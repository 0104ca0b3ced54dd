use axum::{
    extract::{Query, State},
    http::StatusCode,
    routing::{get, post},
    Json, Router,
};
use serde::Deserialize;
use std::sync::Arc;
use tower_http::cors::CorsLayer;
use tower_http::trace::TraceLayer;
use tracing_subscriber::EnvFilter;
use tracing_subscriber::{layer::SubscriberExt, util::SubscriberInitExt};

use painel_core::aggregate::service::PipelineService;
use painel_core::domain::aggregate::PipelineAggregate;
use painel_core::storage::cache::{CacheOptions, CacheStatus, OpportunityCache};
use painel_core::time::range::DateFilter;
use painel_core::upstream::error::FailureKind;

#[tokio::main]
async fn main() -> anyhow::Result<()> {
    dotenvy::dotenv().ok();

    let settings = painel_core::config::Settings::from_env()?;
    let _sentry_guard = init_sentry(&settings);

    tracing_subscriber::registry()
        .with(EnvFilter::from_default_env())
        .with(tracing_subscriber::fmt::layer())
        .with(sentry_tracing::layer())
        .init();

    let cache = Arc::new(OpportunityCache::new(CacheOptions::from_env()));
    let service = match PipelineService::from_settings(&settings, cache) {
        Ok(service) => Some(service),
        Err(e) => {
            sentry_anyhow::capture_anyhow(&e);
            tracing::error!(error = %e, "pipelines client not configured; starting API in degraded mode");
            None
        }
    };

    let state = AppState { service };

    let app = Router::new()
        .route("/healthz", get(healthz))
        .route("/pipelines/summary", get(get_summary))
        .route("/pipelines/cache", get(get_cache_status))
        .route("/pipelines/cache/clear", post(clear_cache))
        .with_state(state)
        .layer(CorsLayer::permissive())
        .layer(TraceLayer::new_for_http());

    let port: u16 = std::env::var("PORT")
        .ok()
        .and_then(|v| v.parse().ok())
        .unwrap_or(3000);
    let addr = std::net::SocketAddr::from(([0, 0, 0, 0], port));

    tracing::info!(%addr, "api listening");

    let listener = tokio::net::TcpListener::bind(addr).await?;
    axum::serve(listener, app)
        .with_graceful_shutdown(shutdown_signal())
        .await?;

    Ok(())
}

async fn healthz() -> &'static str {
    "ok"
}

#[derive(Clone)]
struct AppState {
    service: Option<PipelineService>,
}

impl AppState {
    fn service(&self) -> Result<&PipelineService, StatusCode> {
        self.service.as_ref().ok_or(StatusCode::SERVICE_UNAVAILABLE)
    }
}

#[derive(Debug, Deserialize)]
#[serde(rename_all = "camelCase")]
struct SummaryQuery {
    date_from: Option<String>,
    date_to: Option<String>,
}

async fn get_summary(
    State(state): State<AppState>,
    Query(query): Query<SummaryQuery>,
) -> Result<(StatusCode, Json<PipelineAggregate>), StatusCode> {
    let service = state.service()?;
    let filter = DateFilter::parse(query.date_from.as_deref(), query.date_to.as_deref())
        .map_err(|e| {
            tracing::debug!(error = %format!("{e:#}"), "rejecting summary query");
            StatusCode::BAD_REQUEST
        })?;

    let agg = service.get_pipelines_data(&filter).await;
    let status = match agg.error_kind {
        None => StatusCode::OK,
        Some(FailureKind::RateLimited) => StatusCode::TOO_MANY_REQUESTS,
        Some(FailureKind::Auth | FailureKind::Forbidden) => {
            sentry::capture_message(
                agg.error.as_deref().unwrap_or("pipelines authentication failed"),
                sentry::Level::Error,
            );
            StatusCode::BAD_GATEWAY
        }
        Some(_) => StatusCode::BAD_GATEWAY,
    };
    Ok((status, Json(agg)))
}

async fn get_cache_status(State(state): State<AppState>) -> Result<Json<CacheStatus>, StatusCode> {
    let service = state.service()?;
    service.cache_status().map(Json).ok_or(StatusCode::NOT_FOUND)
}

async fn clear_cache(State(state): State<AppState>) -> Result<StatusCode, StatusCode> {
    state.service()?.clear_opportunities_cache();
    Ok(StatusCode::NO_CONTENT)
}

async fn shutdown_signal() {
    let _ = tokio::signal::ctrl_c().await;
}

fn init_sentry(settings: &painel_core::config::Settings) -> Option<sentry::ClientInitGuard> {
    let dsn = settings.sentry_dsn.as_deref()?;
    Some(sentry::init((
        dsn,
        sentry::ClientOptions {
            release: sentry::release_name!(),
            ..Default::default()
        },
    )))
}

WHAT IS REQUIRED:
Word for word, output all of the material above.

SOLUTION:
repository 0104ca0b3ced54dd
use axum::{
    extract::{Query, State},
    http::StatusCode,
    routing::{get, post},
    Json, Router,
};
use serde::Deserialize;
use std::sync::Arc;
use tower_http::cors::CorsLayer;
use tower_http::trace::TraceLayer;
use tracing_subscriber::EnvFilter;
use tracing_subscriber::{layer::SubscriberExt, util::SubscriberInitExt};

use painel_core::aggregate::service::PipelineService;
use painel_core::domain::aggregate::PipelineAggregate;
use painel_core::storage::cache::{CacheOptions, CacheStatus, OpportunityCache};
use painel_core::time::range::DateFilter;
use painel_core::upstream::error::FailureKind;

#[tokio::main]
async fn main() -> anyhow::Result<()> {
    dotenvy::dotenv().ok();

    let settings = painel_core::config::Settings::from_env()?;
    let _sentry_guard = init_sentry(&settings);

    tracing_subscriber::registry()
        .with(EnvFilter::from_default_env())
        .with(tracing_subscriber::fmt::layer())
        .with(sentry_tracing::layer())
        .init();

    let cache = Arc::new(OpportunityCache::new(CacheOptions::from_env()));
    let service = match PipelineService::from_settings(&settings, cache) {
        Ok(service) => Some(service),
        Err(e) => {
            sentry_anyhow::capture_anyhow(&e);
            tracing::error!(error = %e, "pipelines client not configured; starting API in degraded mode");
            None
        }
    };

    let state = AppState { service };

    let app = Router::new()
        .route("/healthz", get(healthz))
        .route("/pipelines/summary", get(get_summary))
        .route("/pipelines/cache", get(get_cache_status))
        .route("/pipelines/cache/clear", post(clear_cache))
        .with_state(state)
        .layer(CorsLayer::permissive())
        .layer(TraceLayer::new_for_http());

    let port: u16 = std::env::var("PORT")
        .ok()
        .and_then(|v| v.parse().ok())
        .unwrap_or(3000);
    let addr = std::net::SocketAddr::from(([0, 0, 0, 0], port));

    tracing::info!(%addr, "api listening");

    let listener = tokio::net::TcpListener::bind(addr).await?;
    axum::serve(listener, app)
        .with_graceful_shutdown(shutdown_signal())
        .await?;

    Ok(())
}

async fn healthz() -> &'static str {
    "ok"
}

#[derive(Clone)]
struct AppState {
    service: Option<PipelineService>,
}

impl AppState {
    fn service(&self) -> Result<&PipelineService, StatusCode> {
        self.service.as_ref().ok_or(StatusCode::SERVICE_UNAVAILABLE)
    }
}

#[derive(Debug, Deserialize)]
#[serde(rename_all = "camelCase")]
struct SummaryQuery {
    date_from: Option<String>,
    date_to: Option<String>,
}

async fn get_summary(
    State(state): State<AppState>,
    Query(query): Query<SummaryQuery>,
) -> Result<(StatusCode, Json<PipelineAggregate>), StatusCode> {
    let service = state.service()?;
    let filter = DateFilter::parse(query.date_from.as_deref(), query.date_to.as_deref())
        .map_err(|e| {
            tracing::debug!(error = %format!("{e:#}"), "rejecting summary query");
            StatusCode::BAD_REQUEST
        })?;

    let agg = service.get_pipelines_data(&filter).await;
    let status = match agg.error_kind {
        None => StatusCode::OK,
        Some(FailureKind::RateLimited) => StatusCode::TOO_MANY_REQUESTS,
        Some(FailureKind::Auth | FailureKind::Forbidden) => {
            sentry::capture_message(
                agg.error.as_deref().unwrap_or("pipelines authentication failed"),
                sentry::Level::Error,
            );
            StatusCode::BAD_GATEWAY
        }
        Some(_) => StatusCode::BAD_GATEWAY,
    };
    Ok((status, Json(agg)))
}

async fn get_cache_status(State(state): State<AppState>) -> Result<Json<CacheStatus>, StatusCode> {
    let service = state.service()?;
    service.cache_status().map(Json).ok_or(StatusCode::NOT_FOUND)
}

async fn clear_cache(State(state): State<AppState>) -> Result<StatusCode, StatusCode> {
    state.service()?.clear_opportunities_cache();
    Ok(StatusCode::NO_CONTENT)
}

async fn shutdown_signal() {
    let _ = tokio::signal::ctrl_c().await;
}

fn init_sentry(settings: &painel_core::config::Settings) -> Option<sentry::ClientInitGuard> {
    let dsn = settings.sentry_dsn.as_deref()?;
    Some(sentry::init((
        dsn,
        sentry::ClientOptions {
            release: sentry::release_name!(),
            ..Default::default()
        },
    )))
}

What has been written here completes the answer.